İklim krizi beyin ve ruh sağlığını nasıl etkiliyor?
İklim değişikliğinin ruh sağlığını çok yönlü etkileyen küresel bir tehdit olduğunu belirten İkiz, insanların beyninin ekstrem hava sıcaklıklarını stres unsuru olarak algıladığını ifade etti. İkiz, "Özellikle gece, sıcak havalarda çok fazla uyuyamayız. Bu uyku eksikliği de duygularımızı kontrol etme yetimizi biraz düşürür" dedi. Ayrıca, "eğer kişi şizofren veya bipolarsa sıcak havalarda bu hastalıklar için alınan ilaçlar çok iyi çalışmamaya başlıyor" uyarısında bulundu ve bunun psikoz gibi tablolara yol açabileceğini aktardı.
İkiz, sıcak havalarda intihar ve depresyon olaylarının arttığını, agresyon ve suç oranlarının yükseldiğini belirtti.
Su, gıda güvensizliği ve erken beyin gelişimi
Ekstrem hava olaylarının su ve gıda güvensizliğine neden olduğunu söyleyen İkiz, "Kuraklık ve havadaki değişiklikler su ve gıda güvensizliğine neden oluyor. Bazen yediğimiz gıdaların bile kalitesi düşüyor" değerlendirmesini yaptı. İkiz, düşük gıda kalitesinin küçük çocuklarda özellikle ilk 1000 gün içindeki beyin gelişimini olumsuz etkileyebileceğini, davranış bozuklukları ve ruhsal sorunların ortaya çıkabildiğini vurguladı.

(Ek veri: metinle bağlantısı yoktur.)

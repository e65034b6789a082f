use std::collections::{BTreeMap, BTreeSet};

use serde::{Deserialize, Serialize};

use crate::content::catalog::{CaseCatalog, Character, Clue, Location};
use crate::content::ids::{CharacterId, ClueId, LocationId, NodeId, NoteId, OptionId};
use crate::content::locale::Language;
use crate::rules::connection::Connection;
use crate::simulation::dialogue::DialogueStep;

/// A free-form entry in the player's notebook.
#[derive(Debug, Clone, PartialEq, Eq, Serialize, Deserialize)]
pub struct Note {
    pub id: NoteId,
    #[serde(default, skip_serializing_if = "Option::is_none")]
    pub clue_id: Option<ClueId>,
    pub title: String,
    pub content: String,
    pub created_at: i64,
    pub updated_at: i64,
}

impl Note {
    pub fn edit(&mut self, title: String, content: String, now: i64) {
        self.title = title;
        self.content = content;
        self.updated_at = now.max(self.updated_at.saturating_add(1));
    }
}

/// Everything that changes during a run. Saved and restored as one value.
#[derive(Debug, Clone, PartialEq, Eq, Serialize, Deserialize)]
pub struct CaseState {
    pub current_location: Option<LocationId>,
    pub clues: BTreeMap<ClueId, Clue>,
    pub characters: BTreeMap<CharacterId, Character>,
    pub locations: BTreeMap<LocationId, Location>,
    #[serde(default)]
    pub connections: Vec<Connection>,
    #[serde(default)]
    pub notes: BTreeMap<NoteId, Note>,
    #[serde(default)]
    pub language: Language,
    #[serde(default)]
    pub dialogue_history: Vec<DialogueStep>,
    #[serde(default)]
    pub applied_options: BTreeSet<(NodeId, OptionId)>,
}

impl CaseState {
    pub fn initial(catalog: &CaseCatalog, language: Language) -> Self {
        Self {
            current_location: None,
            clues: catalog.clues().clone(),
            characters: catalog.characters().clone(),
            locations: catalog.locations().clone(),
            connections: Vec::new(),
            notes: BTreeMap::new(),
            language,
            dialogue_history: Vec::new(),
            applied_options: BTreeSet::new(),
        }
    }

    pub fn discovered_count(&self) -> usize {
        self.clues.values().filter(|c| c.is_discovered).count()
    }

    /// Ids a restored state may hold that an id provider must not hand out again.
    pub fn issued_ids(&self) -> impl Iterator<Item = &str> {
        self.connections
            .iter()
            .map(|c| c.id.as_str())
            .chain(self.notes.keys().map(|id| id.as_str()))
    }
}
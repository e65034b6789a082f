use std::path::Path;
use std::sync::{Mutex, MutexGuard};

use rusqlite::{params, Connection, OptionalExtension};

use crate::content::ids::SlotId;
use crate::core::serialization::{snapshot_from_json, snapshot_to_json};
use crate::persistence::repository::{SaveError, SaveRepository, SaveSlot};

const SAVE_SCHEMA_VERSION: i64 = 1;

const SAVE_DB_SCHEMA: &str = r#"
CREATE TABLE IF NOT EXISTS save_meta (
  id INTEGER PRIMARY KEY CHECK (id = 1),
  schema_version INTEGER NOT NULL
);

CREATE TABLE IF NOT EXISTS save_slots (
  slot INTEGER PRIMARY KEY,
  saved_at INTEGER NOT NULL,
  case_id TEXT NOT NULL,
  save_version INTEGER NOT NULL,
  payload TEXT NOT NULL
);
"#;

/// Save slots kept in a SQLite file, one JSON payload per slot.
pub struct SqliteSaveRepository {
    conn: Mutex<Connection>,
}

impl SqliteSaveRepository {
    pub fn open(path: impl AsRef<Path>) -> Result<Self, SaveError> {
        Self::init(Connection::open(path)?)
    }

    pub fn open_in_memory() -> Result<Self, SaveError> {
        Self::init(Connection::open_in_memory()?)
    }

    fn init(conn: Connection) -> Result<Self, SaveError> {
        conn.execute_batch(SAVE_DB_SCHEMA)?;
        ensure_save_meta(&conn)?;
        Ok(Self {
            conn: Mutex::new(conn),
        })
    }

    fn conn(&self) -> Result<MutexGuard<'_, Connection>, SaveError> {
        self.conn
            .lock()
            .map_err(|_| SaveError::InvalidData("save database lock poisoned".to_string()))
    }
}

fn ensure_save_meta(conn: &Connection) -> Result<(), SaveError> {
    let version = conn
        .query_row(
            "SELECT schema_version FROM save_meta WHERE id = 1",
            [],
            |row| row.get::<_, i64>(0),
        )
        .optional()?;

    match version {
        Some(SAVE_SCHEMA_VERSION) => Ok(()),
        Some(other) => Err(SaveError::InvalidData(format!(
            "save_meta version mismatch (schema {}, expected {})",
            other, SAVE_SCHEMA_VERSION
        ))),
        None => {
            conn.execute(
                "INSERT INTO save_meta (id, schema_version) VALUES (1, ?1)",
                params![SAVE_SCHEMA_VERSION],
            )?;
            Ok(())
        }
    }
}

const SLOT_COLUMNS: &str = "slot, saved_at, case_id, save_version, payload";

struct SlotRow {
    slot: i64,
    saved_at: i64,
    case_id: String,
    save_version: i64,
    payload: String,
}

fn read_slot_row(row: &rusqlite::Row<'_>) -> rusqlite::Result<SlotRow> {
    Ok(SlotRow {
        slot: row.get(0)?,
        saved_at: row.get(1)?,
        case_id: row.get(2)?,
        save_version: row.get(3)?,
        payload: row.get(4)?,
    })
}

/// The indexed columns must agree with the payload they describe.
fn slot_from_row(row: SlotRow) -> Result<SaveSlot, SaveError> {
    let slot = SlotId::try_from(row.slot)
        .map_err(|_| SaveError::InvalidData(format!("invalid slot number {}", row.slot)))?;
    let snapshot = snapshot_from_json(&row.payload)?;
    if snapshot.case_id != row.case_id || i64::from(snapshot.version) != row.save_version {
        return Err(SaveError::InvalidData(format!(
            "slot {} is recorded as case {} v{} but holds case {} v{}",
            slot, row.case_id, row.save_version, snapshot.case_id, snapshot.version
        )));
    }
    Ok(SaveSlot {
        slot,
        saved_at: row.saved_at,
        snapshot,
    })
}

impl SaveRepository for SqliteSaveRepository {
    fn get(&self, slot: SlotId) -> Result<Option<SaveSlot>, SaveError> {
        let conn = self.conn()?;
        let row = conn
            .query_row(
                &format!("SELECT {SLOT_COLUMNS} FROM save_slots WHERE slot = ?1"),
                params![i64::from(slot)],
                read_slot_row,
            )
            .optional()?;
        row.map(slot_from_row).transpose()
    }

    fn put(&mut self, save: SaveSlot) -> Result<(), SaveError> {
        let payload = snapshot_to_json(&save.snapshot)?;
        let conn = self.conn()?;
        conn.execute(
            &format!("INSERT OR REPLACE INTO save_slots ({SLOT_COLUMNS}) VALUES (?1, ?2, ?3, ?4, ?5)"),
            params![
                i64::from(save.slot),
                save.saved_at,
                save.snapshot.case_id,
                i64::from(save.snapshot.version),
                payload
            ],
        )?;
        Ok(())
    }

    fn delete(&mut self, slot: SlotId) -> Result<bool, SaveError> {
        let conn = self.conn()?;
        let removed = conn.execute("DELETE FROM save_slots WHERE slot = ?1", params![i64::from(slot)])?;
        Ok(removed > 0)
    }

    fn list(&self) -> Result<Vec<SaveSlot>, SaveError> {
        let conn = self.conn()?;
        let mut stmt = conn.prepare(&format!("SELECT {SLOT_COLUMNS} FROM save_slots ORDER BY slot"))?;
        let rows = stmt.query_map([], read_slot_row)?;

        let mut slots = Vec::new();
        for row in rows {
            slots.push(slot_from_row(row?)?);
        }
        Ok(slots)
    }
}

Hava kirliliğinin hamileler ve bebekler üzerindeki etkileri
İkiz, Dünya Sağlık Örgütü ve çeşitli üniversitelerle işbirliği içinde iklim kaynaklı sağlık sorunlarına çözüm arayan bir yapıda çalıştıklarını, bunun 45 ülkeden 250 bilim insanı, doktor ve politikacının yer aldığı bir global nöroiklim çalışma grubu olduğunu belirtti. Hava kirliliğinin depresyon ve anksiyeteyi kötüleştirebildiğini, ayrıca intihar oranlarıyla güçlü bir ilişki bulunduğunu aktardı. İkiz, Çin'de yapılan bir çalışmayı örnek vererek, hava temizlendiğinde intihar oranlarının düştüğünü söyledi.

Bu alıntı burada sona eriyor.